**Required action**
For each record here, output an exact copy.
*** Opening Data for the task ***
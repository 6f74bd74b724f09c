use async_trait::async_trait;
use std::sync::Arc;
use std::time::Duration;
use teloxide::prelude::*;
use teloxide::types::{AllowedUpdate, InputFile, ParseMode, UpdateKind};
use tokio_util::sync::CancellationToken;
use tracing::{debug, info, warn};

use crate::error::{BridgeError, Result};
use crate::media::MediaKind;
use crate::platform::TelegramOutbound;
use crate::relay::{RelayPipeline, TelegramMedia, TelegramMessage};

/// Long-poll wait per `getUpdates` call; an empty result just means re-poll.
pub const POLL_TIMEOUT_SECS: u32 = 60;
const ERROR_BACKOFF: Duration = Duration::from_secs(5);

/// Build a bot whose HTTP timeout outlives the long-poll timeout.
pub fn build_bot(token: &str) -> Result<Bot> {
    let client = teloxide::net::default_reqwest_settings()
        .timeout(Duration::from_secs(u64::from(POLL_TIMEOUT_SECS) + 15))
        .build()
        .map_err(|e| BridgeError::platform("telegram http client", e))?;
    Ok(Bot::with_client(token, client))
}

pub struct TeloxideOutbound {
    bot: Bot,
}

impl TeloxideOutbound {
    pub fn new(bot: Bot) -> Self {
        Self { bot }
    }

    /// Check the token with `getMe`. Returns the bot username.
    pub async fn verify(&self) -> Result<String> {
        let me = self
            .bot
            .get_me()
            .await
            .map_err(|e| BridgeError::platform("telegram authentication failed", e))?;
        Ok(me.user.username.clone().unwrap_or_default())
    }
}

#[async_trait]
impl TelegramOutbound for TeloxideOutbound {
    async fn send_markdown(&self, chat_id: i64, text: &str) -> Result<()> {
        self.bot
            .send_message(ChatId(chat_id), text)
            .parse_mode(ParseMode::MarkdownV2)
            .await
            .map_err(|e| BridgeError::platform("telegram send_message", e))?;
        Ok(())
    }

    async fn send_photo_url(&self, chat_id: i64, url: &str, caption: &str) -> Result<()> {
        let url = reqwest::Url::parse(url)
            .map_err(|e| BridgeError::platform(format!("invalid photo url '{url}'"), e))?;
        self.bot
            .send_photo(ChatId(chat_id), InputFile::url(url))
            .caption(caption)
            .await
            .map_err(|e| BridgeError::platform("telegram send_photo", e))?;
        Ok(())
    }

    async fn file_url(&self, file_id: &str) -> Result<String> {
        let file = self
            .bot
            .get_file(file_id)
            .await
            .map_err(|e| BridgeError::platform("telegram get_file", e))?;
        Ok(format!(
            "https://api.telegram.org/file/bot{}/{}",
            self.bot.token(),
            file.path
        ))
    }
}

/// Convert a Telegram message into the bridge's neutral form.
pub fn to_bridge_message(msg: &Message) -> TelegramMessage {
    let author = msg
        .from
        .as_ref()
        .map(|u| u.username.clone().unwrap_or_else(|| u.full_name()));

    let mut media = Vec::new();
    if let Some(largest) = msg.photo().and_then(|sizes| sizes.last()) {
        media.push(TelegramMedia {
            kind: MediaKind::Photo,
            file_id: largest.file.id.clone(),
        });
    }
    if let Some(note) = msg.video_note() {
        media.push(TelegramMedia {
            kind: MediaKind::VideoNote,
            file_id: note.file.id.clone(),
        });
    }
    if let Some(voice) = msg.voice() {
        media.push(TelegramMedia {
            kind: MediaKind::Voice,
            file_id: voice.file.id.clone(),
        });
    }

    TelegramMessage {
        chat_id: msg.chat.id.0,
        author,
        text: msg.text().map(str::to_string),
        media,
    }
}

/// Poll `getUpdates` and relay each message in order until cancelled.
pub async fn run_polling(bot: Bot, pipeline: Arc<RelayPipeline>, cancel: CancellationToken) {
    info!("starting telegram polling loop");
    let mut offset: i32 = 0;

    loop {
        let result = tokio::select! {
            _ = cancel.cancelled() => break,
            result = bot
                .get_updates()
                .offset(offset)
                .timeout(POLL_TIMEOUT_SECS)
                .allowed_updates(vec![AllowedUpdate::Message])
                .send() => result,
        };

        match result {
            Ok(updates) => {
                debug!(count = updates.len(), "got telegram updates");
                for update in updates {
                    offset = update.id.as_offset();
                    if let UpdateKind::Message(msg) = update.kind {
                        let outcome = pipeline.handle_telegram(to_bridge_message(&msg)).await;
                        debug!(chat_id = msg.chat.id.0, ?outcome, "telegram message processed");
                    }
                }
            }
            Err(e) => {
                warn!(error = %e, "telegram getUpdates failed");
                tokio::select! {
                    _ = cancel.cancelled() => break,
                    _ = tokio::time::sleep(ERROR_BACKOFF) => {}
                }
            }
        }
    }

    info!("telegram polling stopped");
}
*** Closing Data for the task ***
**Exercise result**
repository 6f74bd74b724f09c
use async_trait::async_trait;
use std::sync::Arc;
use std::time::Duration;
use teloxide::prelude::*;
use teloxide::types::{AllowedUpdate, InputFile, ParseMode, UpdateKind};
use tokio_util::sync::CancellationToken;
use tracing::{debug, info, warn};

use crate::error::{BridgeError, Result};
use crate::media::MediaKind;
use crate::platform::TelegramOutbound;
use crate::relay::{RelayPipeline, TelegramMedia, TelegramMessage};

/// Long-poll wait per `getUpdates` call; an empty result just means re-poll.
pub const POLL_TIMEOUT_SECS: u32 = 60;
const ERROR_BACKOFF: Duration = Duration::from_secs(5);

/// Build a bot whose HTTP timeout outlives the long-poll timeout.
pub fn build_bot(token: &str) -> Result<Bot> {
    let client = teloxide::net::default_reqwest_settings()
        .timeout(Duration::from_secs(u64::from(POLL_TIMEOUT_SECS) + 15))
        .build()
        .map_err(|e| BridgeError::platform("telegram http client", e))?;
    Ok(Bot::with_client(token, client))
}

pub struct TeloxideOutbound {
    bot: Bot,
}

impl TeloxideOutbound {
    pub fn new(bot: Bot) -> Self {
        Self { bot }
    }

    /// Check the token with `getMe`. Returns the bot username.
    pub async fn verify(&self) -> Result<String> {
        let me = self
            .bot
            .get_me()
            .await
            .map_err(|e| BridgeError::platform("telegram authentication failed", e))?;
        Ok(me.user.username.clone().unwrap_or_default())
    }
}

#[async_trait]
impl TelegramOutbound for TeloxideOutbound {
    async fn send_markdown(&self, chat_id: i64, text: &str) -> Result<()> {
        self.bot
            .send_message(ChatId(chat_id), text)
            .parse_mode(ParseMode::MarkdownV2)
            .await
            .map_err(|e| BridgeError::platform("telegram send_message", e))?;
        Ok(())
    }

    async fn send_photo_url(&self, chat_id: i64, url: &str, caption: &str) -> Result<()> {
        let url = reqwest::Url::parse(url)
            .map_err(|e| BridgeError::platform(format!("invalid photo url '{url}'"), e))?;
        self.bot
            .send_photo(ChatId(chat_id), InputFile::url(url))
            .caption(caption)
            .await
            .map_err(|e| BridgeError::platform("telegram send_photo", e))?;
        Ok(())
    }

    async fn file_url(&self, file_id: &str) -> Result<String> {
        let file = self
            .bot
            .get_file(file_id)
            .await
            .map_err(|e| BridgeError::platform("telegram get_file", e))?;
        Ok(format!(
            "https://api.telegram.org/file/bot{}/{}",
            self.bot.token(),
            file.path
        ))
    }
}

/// Convert a Telegram message into the bridge's neutral form.
pub fn to_bridge_message(msg: &Message) -> TelegramMessage {
    let author = msg
        .from
        .as_ref()
        .map(|u| u.username.clone().unwrap_or_else(|| u.full_name()));

    let mut media = Vec::new();
    if let Some(largest) = msg.photo().and_then(|sizes| sizes.last()) {
        media.push(TelegramMedia {
            kind: MediaKind::Photo,
            file_id: largest.file.id.clone(),
        });
    }
    if let Some(note) = msg.video_note() {
        media.push(TelegramMedia {
            kind: MediaKind::VideoNote,
            file_id: note.file.id.clone(),
        });
    }
    if let Some(voice) = msg.voice() {
        media.push(TelegramMedia {
            kind: MediaKind::Voice,
            file_id: voice.file.id.clone(),
        });
    }

    TelegramMessage {
        chat_id: msg.chat.id.0,
        author,
        text: msg.text().map(str::to_string),
        media,
    }
}

/// Poll `getUpdates` and relay each message in order until cancelled.
pub async fn run_polling(bot: Bot, pipeline: Arc<RelayPipeline>, cancel: CancellationToken) {
    info!("starting telegram polling loop");
    let mut offset: i32 = 0;

    loop {
        let result = tokio::select! {
            _ = cancel.cancelled() => break,
            result = bot
                .get_updates()
                .offset(offset)
                .timeout(POLL_TIMEOUT_SECS)
                .allowed_updates(vec![AllowedUpdate::Message])
                .send() => result,
        };

        match result {
            Ok(updates) => {
                debug!(count = updates.len(), "got telegram updates");
                for update in updates {
                    offset = update.id.as_offset();
                    if let UpdateKind::Message(msg) = update.kind {
                        let outcome = pipeline.handle_telegram(to_bridge_message(&msg)).await;
                        debug!(chat_id = msg.chat.id.0, ?outcome, "telegram message processed");
                    }
                }
            }
            Err(e) => {
                warn!(error = %e, "telegram getUpdates failed");
                tokio::select! {
                    _ = cancel.cancelled() => break,
                    _ = tokio::time::sleep(ERROR_BACKOFF) => {}
                }
            }
        }
    }

    info!("telegram polling stopped");
}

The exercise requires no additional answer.